The issues of the stalled electoral law, Hizbullah’s weapons and corruption were the focus of the parliamentary plenary session that was held on Friday to discuss the government’s performance.
“We have reached the brink of the abyss regarding the electoral law,” MP Alain Aoun of the Change and Reform bloc warned.
He noted that the political forces have so far failed to agree on a new electoral law due to three types of “mentalities.”
“The first mentality rejects the formation of opposition minorities inside each sect… the second fears changes to the system… and the third wants to exaggerate its political weight at the expense of others,” Aoun pointed out.
He stressed that “there will be no vote on an electoral law unless the vote conforms to the National Pact and there will be no vote on extension (of parliament’s term) unless the vote also conforms to the National Pact.”
The 1943 National Pact set the foundations of modern Lebanon as a multi-confessional state based on consensual democracy.
“We must intensify the meetings, even if that required the presence and participation of the president, the speaker and the premier. We must not wrap up the meetings without an agreement,” Aoun stressed.
MP Ali Ammar of Hizbullah’s Loyalty to Resistance bloc meanwhile warned of the possibility of reaching parliamentary vacuum.
“Vacuum would be the most dangerous crisis. In the absence of parliamentary elections and a parliament, do you think that the government and the presidency will remain (legitimate)?” Ammar cautioned, noting that vacuum would “destabilize” the country.
Kataeb Party chief MP Sami Gemayel meanwhile slammed the political forces for seeking an electoral law “tailored” to fit their interests and not the interests of the people.
“How can the government ask people to place their confidence in it as it proposes a plan containing the renting of power generation ships with a cost of around $1.9 billion?” Gemayel wondered.
MP Khaled al-Daher tackled the thorny issue of Hizbullah’s arms in his speech.

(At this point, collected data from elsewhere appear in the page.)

//! SQLite storage implementation
//!
//! This module provides a SQLite-based implementation of the [`OrderedStore`] trait.

use crate::storage::schema::initialize_schema;
use crate::storage::traits::{OrderedStore, StorageError, StorageResult};
use rusqlite::{params, Connection, OptionalExtension};
use std::path::Path;

/// SQLite-backed ordered key-value store
pub struct SqliteStore {
    conn: Option<Connection>,
}

impl SqliteStore {
    /// Opens or creates the store at `path`
    ///
    /// # Arguments
    ///
    /// * `path` - Path to the SQLite database file
    ///
    /// # Returns
    ///
    /// * `Ok(SqliteStore)` - Successfully opened/created database
    /// * `Err(StorageError)` - Failed to open database
    pub fn open(path: &Path) -> StorageResult<Self> {
        let conn = Connection::open(path)?;

        conn.execute_batch(
            "
            PRAGMA journal_mode = WAL;
            PRAGMA synchronous = NORMAL;
            PRAGMA temp_store = MEMORY;
        ",
        )?;

        initialize_schema(&conn)?;

        Ok(Self { conn: Some(conn) })
    }

    /// Creates an in-memory store
    pub fn open_in_memory() -> StorageResult<Self> {
        let conn = Connection::open_in_memory()?;
        initialize_schema(&conn)?;
        Ok(Self { conn: Some(conn) })
    }

    fn conn(&self) -> StorageResult<&Connection> {
        self.conn.as_ref().ok_or(StorageError::Closed)
    }
}

impl OrderedStore for SqliteStore {
    fn put(&mut self, key: &[u8], value: &[u8]) -> StorageResult<()> {
        self.conn()?.execute(
            "INSERT INTO entries (key, value) VALUES (?1, ?2)
             ON CONFLICT(key) DO UPDATE SET value = excluded.value",
            params![key, value],
        )?;
        Ok(())
    }

    fn get(&self, key: &[u8]) -> StorageResult<Option<Vec<u8>>> {
        let value = self
            .conn()?
            .query_row(
                "SELECT value FROM entries WHERE key = ?1",
                params![key],
                |row| row.get(0),
            )
            .optional()?;
        Ok(value)
    }

    fn delete(&mut self, key: &[u8]) -> StorageResult<()> {
        self.conn()?
            .execute("DELETE FROM entries WHERE key = ?1", params![key])?;
        Ok(())
    }

    fn cursor(&self, limit: usize) -> StorageResult<Vec<(Vec<u8>, Vec<u8>)>> {
        let limit = i64::try_from(limit).unwrap_or(i64::MAX);
        let conn = self.conn()?;
        let mut stmt = conn.prepare("SELECT key, value FROM entries ORDER BY key ASC LIMIT ?1")?;

        let entries = stmt
            .query_map(params![limit], |row| Ok((row.get(0)?, row.get(1)?)))?
            .collect::<Result<Vec<_>, _>>()?;

        Ok(entries)
    }

    fn count(&self) -> StorageResult<u64> {
        let count: i64 = self
            .conn()?
            .query_row("SELECT COUNT(*) FROM entries", [], |row| row.get(0))?;
        Ok(count.max(0) as u64)
    }

    fn sync(&mut self) -> StorageResult<()> {
        self.conn()?
            .query_row("PRAGMA wal_checkpoint(FULL)", [], |_| Ok(()))?;
        Ok(())
    }

    fn close(&mut self) -> StorageResult<()> {
        if let Some(conn) = self.conn.take() {
            conn.close().map_err(|(_, e)| StorageError::Sqlite(e))?;
        }
        Ok(())
    }
}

“Syrians in Homs, Qusayr and other regions are being displaced by Hizbullah’s arms, which prompts us to ask Hizbullah to withdraw from Syria so that Syrians can return home,” Daher said.
“How can we build an economy and achieve development in the presence of a political party in Lebanon that is attacking Arab states and creating terrorist groups in contravention of the State’s dissociation policy?” Daher added.
MP Ali Ammar hit back at Daher, thanking him sarcastically for his “extreme love for Hizbullah.”
“I wish him more love but I will say a brief statement: we will be where we need to be,” Ammar added, echoing previous statements by Hizbullah chief Sayyed Hassan Nasrallah about the group’s presence in Syria.
At the end of the session, Prime Minister Saad Hariri responded to the stances voiced by MPs during the Thursday-Friday session, noting that “the government’s responsibility is to find a new electoral law and spare the country the risks of vacuum.”
“All political forces are focusing their efforts on finding an electoral law in a positive spirit and this positivity is still present,” Hariri said.
“We want a law that addresses the concerns related to representation,” he added.